Space, the final frontier. For low power Internet of Things (IoT) connectivity, perhaps the next frontier.

We are in a New Space Age. Lower costs and new services are the big drivers, including new rockets and CubeSats.

Even now, a terrestrial LoRaWAN or other low power IoT network seems to be the obvious and only choice.

I see that changing in the New Space Age. Not a complete replacement, but complementary. Space-based low power IoT connectivity will, at least in the medium term, make sense in select situations. It is therefore necessary to understand both the opportunity and limitations. This will guide efforts and investment.

(As an aside, I focus on low power satellite IoT assuming that’s of interest to readers here. In this context, low power implies long range connectivity and long battery life for devices traded off for low data rates).

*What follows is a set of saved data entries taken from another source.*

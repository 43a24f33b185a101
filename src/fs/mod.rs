// src/fs/mod.rs
//! Filesystem module - directory listing, creation and navigation.

pub mod browser;
pub mod error;

// Re-export commonly used types
pub use browser::{
    create_directory, filter_by_extension, filter_by_pattern, load_entries, parent_of,
    pattern_prefix, resolve_dir, root_of, tail_path, Entry,
};
pub use error::BrowseError;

Low power satellite IoT will use low earth satellites in polar orbit. They are in a 600 km orbit, taking around 90 minutes for a complete orbit.

Adequate coverage and latency critically depends on how many satellites are available in a constellation. While some of the established satellite companies, like Iridium NEXT, will have enough in orbit to provide constant coverage, newer companies will take a few years to get there. Till then, data will only be able to be transmitted once or few times a day, with latency of up to 16 hours.

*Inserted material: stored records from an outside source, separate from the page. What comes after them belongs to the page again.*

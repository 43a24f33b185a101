// src/fs/browser.rs
//! Directory enumeration, filtering and navigation primitives.
//!
//! Every function takes the directory it works on explicitly; nothing here
//! reads or changes the process working directory.

use std::{
    fs, io,
    path::{Component, Path, PathBuf},
};

use tracing::debug;

use super::error::BrowseError;

/// One entry directly inside a directory.
#[derive(Debug, Clone, PartialEq, Eq)]
pub struct Entry {
    pub name: String,
    pub is_dir: bool,
}

impl Entry {
    /// Extension including the leading dot (`".txt"`), or an empty string
    /// when the name has none. Dot-files such as `.bashrc` have none.
    pub fn extension(&self) -> String {
        match Path::new(&self.name).extension() {
            Some(ext) => format!(".{}", ext.to_string_lossy()),
            None => String::new(),
        }
    }
}

/// Load the entries of `dir` (non-recursive).
///
/// With `sorted` the names are ordered case-insensitively, otherwise the
/// order is whatever the OS iterator yields.
pub fn load_entries(dir: &Path, sorted: bool) -> Result<Vec<Entry>, BrowseError> {
    let iter = fs::read_dir(dir).map_err(|e| BrowseError::io("read_dir", dir, e))?;

    let mut list = Vec::new();
    for item in iter {
        let item = item.map_err(|e| BrowseError::io("read_dir", dir, e))?;
        let is_dir = item.file_type().map(|t| t.is_dir()).unwrap_or(false);
        list.push(Entry {
            name: item.file_name().to_string_lossy().into_owned(),
            is_dir,
        });
    }

    if sorted {
        list.sort_by_key(|e| e.name.to_lowercase());
    }
    debug!(dir = %dir.display(), count = list.len(), "loaded entries");
    Ok(list)
}

/// Entries whose extension is exactly `ext` (dot included).
pub fn filter_by_extension<'a>(entries: &'a [Entry], ext: &str) -> Vec<&'a Entry> {
    entries.iter().filter(|e| e.extension() == ext).collect()
}

/// The part of `pattern` before the first `*`, or all of it.
pub fn pattern_prefix(pattern: &str) -> &str {
    match pattern.find('*') {
        Some(star) => &pattern[..star],
        None => pattern,
    }
}

/// Entries whose name starts with the prefix of `pattern`.
///
/// This is a prefix match, not a glob: anything after the first `*` is
/// ignored, so `a*.md` also matches `a.txt`.
pub fn filter_by_pattern<'a>(entries: &'a [Entry], pattern: &str) -> Vec<&'a Entry> {
    let prefix = pattern_prefix(pattern);
    entries
        .iter()
        .filter(|e| e.name.starts_with(prefix))
        .collect()
}

/// Create a single directory `name`, relative to `base` unless absolute.
///
/// Returns the created path. Existing entries of any kind are refused before
/// the create call is made.
pub fn create_directory(base: &Path, name: &str) -> Result<PathBuf, BrowseError> {
    if name.is_empty() {
        return Err(BrowseError::EmptyName);
    }

    let target = base.join(name);
    if target.exists() {
        return Err(BrowseError::AlreadyExists(name.to_string()));
    }

    match fs::create_dir(&target) {
        Ok(()) => Ok(target),
        Err(e) => Err(create_error(name, target, e)),
    }
}

/// Map a failed `create_dir` call. `AlreadyExists` here means someone else
/// created the path between the existence check and the call.
fn create_error(name: &str, target: PathBuf, err: io::Error) -> BrowseError {
    if err.kind() == io::ErrorKind::AlreadyExists {
        BrowseError::CreateFailed(name.to_string())
    } else {
        BrowseError::io("create_dir", target, err)
    }
}

/// Parent of `current`, checked to be an enterable directory.
pub fn parent_of(current: &Path) -> Result<PathBuf, BrowseError> {
    let parent = current
        .parent()
        .filter(|p| !p.as_os_str().is_empty())
        .ok_or(BrowseError::AtRoot)?;
    ensure_dir(parent)?;
    Ok(parent.to_path_buf())
}

/// Root of `current` (drive prefix plus root separator where present).
pub fn root_of(current: &Path) -> Result<PathBuf, BrowseError> {
    let root: PathBuf = current
        .components()
        .take_while(|c| matches!(c, Component::Prefix(_) | Component::RootDir))
        .collect();
    if root.as_os_str().is_empty() {
        return Err(BrowseError::NoRoot(current.to_path_buf()));
    }
    ensure_dir(&root)?;
    Ok(root)
}

/// Resolve a user-supplied path against `current` into an absolute,
/// canonical directory path.
pub fn resolve_dir(current: &Path, input: impl AsRef<Path>) -> Result<PathBuf, BrowseError> {
    let input = input.as_ref();
    let joined = current.join(input);
    if input.as_os_str().is_empty() {
        return Err(BrowseError::NotFound(joined));
    }

    match fs::canonicalize(&joined) {
        Ok(path) if path.is_dir() => Ok(path),
        Ok(path) => Err(BrowseError::NotFound(path)),
        Err(e) => {
            debug!(path = %joined.display(), error = %e, "cannot resolve directory");
            Err(BrowseError::NotFound(joined))
        }
    }
}

/// Show only the last `n` components of `path`, prefixed with `…/` when
/// anything was cut.
pub fn tail_path(path: &Path, n: usize) -> String {
    let parts: Vec<String> = path
        .components()
        .filter(|c| matches!(c, Component::Normal(_)))
        .map(|c| c.as_os_str().to_string_lossy().into_owned())
        .collect();

    if parts.len() <= n {
        return path.display().to_string();
    }
    format!("…/{}", parts[parts.len() - n..].join("/"))
}

fn ensure_dir(path: &Path) -> Result<(), BrowseError> {
    let meta = fs::metadata(path).map_err(|e| BrowseError::io("chdir", path, e))?;
    if !meta.is_dir() {
        return Err(BrowseError::io(
            "chdir",
            path,
            io::Error::new(io::ErrorKind::NotADirectory, "Not a directory"),
        ));
    }
    Ok(())
}

#[cfg(test)]
mod tests {
    use super::*;
    use tempfile::tempdir;

    fn touch(dir: &Path, names: &[&str]) {
        for name in names {
            fs::write(dir.join(name), b"").unwrap();
        }
    }

    fn names(entries: &[&Entry]) -> Vec<String> {
        entries.iter().map(|e| e.name.clone()).collect()
    }

    #[test]
    fn load_entries_lists_each_name_once() {
        let tmp = tempdir().unwrap();
        touch(tmp.path(), &["b.txt", "c.md", "a.txt"]);

        let entries = load_entries(tmp.path(), true).unwrap();
        let got: Vec<&str> = entries.iter().map(|e| e.name.as_str()).collect();
        assert_eq!(got, vec!["a.txt", "b.txt", "c.md"]);
    }

    #[test]
    fn load_entries_unsorted_keeps_the_same_set() {
        let tmp = tempdir().unwrap();
        touch(tmp.path(), &["b.txt", "c.md", "a.txt"]);

        let mut got: Vec<String> = load_entries(tmp.path(), false)
            .unwrap()
            .into_iter()
            .map(|e| e.name)
            .collect();
        got.sort();
        assert_eq!(got, vec!["a.txt", "b.txt", "c.md"]);
    }

    #[test]
    fn load_entries_marks_directories() {
        let tmp = tempdir().unwrap();
        fs::create_dir(tmp.path().join("sub")).unwrap();
        touch(tmp.path(), &["file"]);

        let entries = load_entries(tmp.path(), true).unwrap();
        assert_eq!(
            entries,
            vec![
                Entry {
                    name: "file".into(),
                    is_dir: false,
                },
                Entry {
                    name: "sub".into(),
                    is_dir: true,
                },
            ]
        );
    }

    #[test]
    fn load_entries_missing_dir_is_filesystem_error() {
        let tmp = tempdir().unwrap();
        let err = load_entries(&tmp.path().join("gone"), true).unwrap_err();
        assert!(err.is_filesystem());
    }

    #[test]
    fn extension_follows_last_dot() {
        let ext = |n: &str| {
            Entry {
                name: n.into(),
                is_dir: false,
            }
            .extension()
        };
        assert_eq!(ext("a.txt"), ".txt");
        assert_eq!(ext("archive.tar.gz"), ".gz");
        assert_eq!(ext("README"), "");
        assert_eq!(ext(".bashrc"), "");
    }

    #[test]
    fn filter_by_extension_matches_exactly() {
        let tmp = tempdir().unwrap();
        touch(tmp.path(), &["a.txt", "b.txt", "c.md"]);
        let entries = load_entries(tmp.path(), true).unwrap();

        assert_eq!(names(&filter_by_extension(&entries, ".txt")), vec!["a.txt", "b.txt"]);
        assert!(filter_by_extension(&entries, ".csv").is_empty());
        assert!(filter_by_extension(&entries, "txt").is_empty());
    }

    #[test]
    fn pattern_prefix_stops_at_first_star() {
        assert_eq!(pattern_prefix("moha*.*"), "moha");
        assert_eq!(pattern_prefix("a*b*"), "a");
        assert_eq!(pattern_prefix("plain"), "plain");
        assert_eq!(pattern_prefix("*.txt"), "");
    }

    #[test]
    fn filter_by_pattern_is_prefix_match() {
        let tmp = tempdir().unwrap();
        touch(tmp.path(), &["a1.txt", "a2.txt", "b.txt"]);
        let entries = load_entries(tmp.path(), true).unwrap();

        assert_eq!(names(&filter_by_pattern(&entries, "a*")), vec!["a1.txt", "a2.txt"]);
        // the suffix after the star is ignored
        assert_eq!(names(&filter_by_pattern(&entries, "a*.md")), vec!["a1.txt", "a2.txt"]);
        assert_eq!(filter_by_pattern(&entries, "*").len(), 3);
        assert!(filter_by_pattern(&entries, "z*").is_empty());
    }

    #[test]
    fn create_directory_then_refuse_duplicate() {
        let tmp = tempdir().unwrap();

        let created = create_directory(tmp.path(), "newdir").unwrap();
        assert!(created.is_dir());

        let err = create_directory(tmp.path(), "newdir").unwrap_err();
        assert!(matches!(err, BrowseError::AlreadyExists(ref n) if n == "newdir"));
        assert_eq!(load_entries(tmp.path(), true).unwrap().len(), 1);
    }

    #[test]
    fn create_directory_refuses_existing_file() {
        let tmp = tempdir().unwrap();
        touch(tmp.path(), &["taken"]);

        let err = create_directory(tmp.path(), "taken").unwrap_err();
        assert!(matches!(err, BrowseError::AlreadyExists(_)));
        assert!(tmp.path().join("taken").is_file());
    }

    #[test]
    fn create_error_maps_lost_race_to_create_failed() {
        let target = PathBuf::from("/tmp/racy");

        let lost = io::Error::new(io::ErrorKind::AlreadyExists, "File exists");
        let err = create_error("racy", target.clone(), lost);
        assert!(matches!(err, BrowseError::CreateFailed(ref n) if n == "racy"));
        assert_eq!(err.to_string(), "Failed to create directory 'racy'!");

        let denied = io::Error::new(io::ErrorKind::PermissionDenied, "Permission denied");
        let err = create_error("racy", target, denied);
        assert!(matches!(err, BrowseError::Io { op: "create_dir", .. }));
        assert!(err.is_filesystem());
    }

    #[test]
    fn create_directory_rejects_empty_name() {
        let tmp = tempdir().unwrap();
        assert!(matches!(
            create_directory(tmp.path(), ""),
            Err(BrowseError::EmptyName)
        ));
    }

    #[test]
    fn create_directory_without_parent_is_filesystem_error() {
        let tmp = tempdir().unwrap();
        let err = create_directory(tmp.path(), "missing/child").unwrap_err();
        assert!(err.is_filesystem());
    }

    #[test]
    fn parent_of_root_is_refused() {
        let root = root_of(&std::env::temp_dir()).unwrap();
        assert!(matches!(parent_of(&root), Err(BrowseError::AtRoot)));
    }

    #[test]
    fn parent_of_nested_dir() {
        let tmp = tempdir().unwrap();
        let sub = tmp.path().join("sub");
        fs::create_dir(&sub).unwrap();
        assert_eq!(parent_of(&sub).unwrap(), tmp.path());
    }

    #[test]
    fn root_of_relative_path_fails() {
        assert!(matches!(
            root_of(Path::new("relative/dir")),
            Err(BrowseError::NoRoot(_))
        ));
    }

    #[test]
    fn resolve_dir_accepts_relative_and_rejects_missing() {
        let tmp = tempdir().unwrap();
        fs::create_dir(tmp.path().join("sub")).unwrap();
        touch(tmp.path(), &["file"]);
        let base = fs::canonicalize(tmp.path()).unwrap();

        assert_eq!(resolve_dir(&base, "sub").unwrap(), base.join("sub"));
        assert_eq!(resolve_dir(&base.join("sub"), "..").unwrap(), base);
        assert!(matches!(resolve_dir(&base, "nope"), Err(BrowseError::NotFound(_))));
        assert!(matches!(resolve_dir(&base, "file"), Err(BrowseError::NotFound(_))));
        assert!(matches!(resolve_dir(&base, ""), Err(BrowseError::NotFound(_))));
    }

    #[cfg(target_os = "linux")]
    #[test]
    fn resolve_dir_keeps_non_utf8_paths_intact() {
        use std::{ffi::OsStr, os::unix::ffi::OsStrExt};

        let tmp = tempdir().unwrap();
        let base = fs::canonicalize(tmp.path()).unwrap();
        let odd = PathBuf::from(OsStr::from_bytes(b"caf\xe9"));
        fs::create_dir(base.join(&odd)).unwrap();

        assert_eq!(resolve_dir(&base, &odd).unwrap(), base.join(&odd));
    }

    #[test]
    fn tail_path_keeps_last_components() {
        let p = Path::new("/home/user/music/albums/live");
        assert_eq!(tail_path(p, 3), "…/music/albums/live");
        assert_eq!(tail_path(Path::new("/tmp/x"), 3), "/tmp/x");
    }
}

Most other limitations that are traditionally associated with satellite communications are well on their way of being addressed. Costs are one example, focus on high bandwidth applications with high power requirements another. It should be possible to get 5 years battery life, even without solar charging.

Realistically, the opportunity right now is to find a suitable use case and, knowing that low power satellite IoT will be fully available in a few years, to get in early. The defining limitation that will remain is low data rates, i.e. limited number and length of data transmissions.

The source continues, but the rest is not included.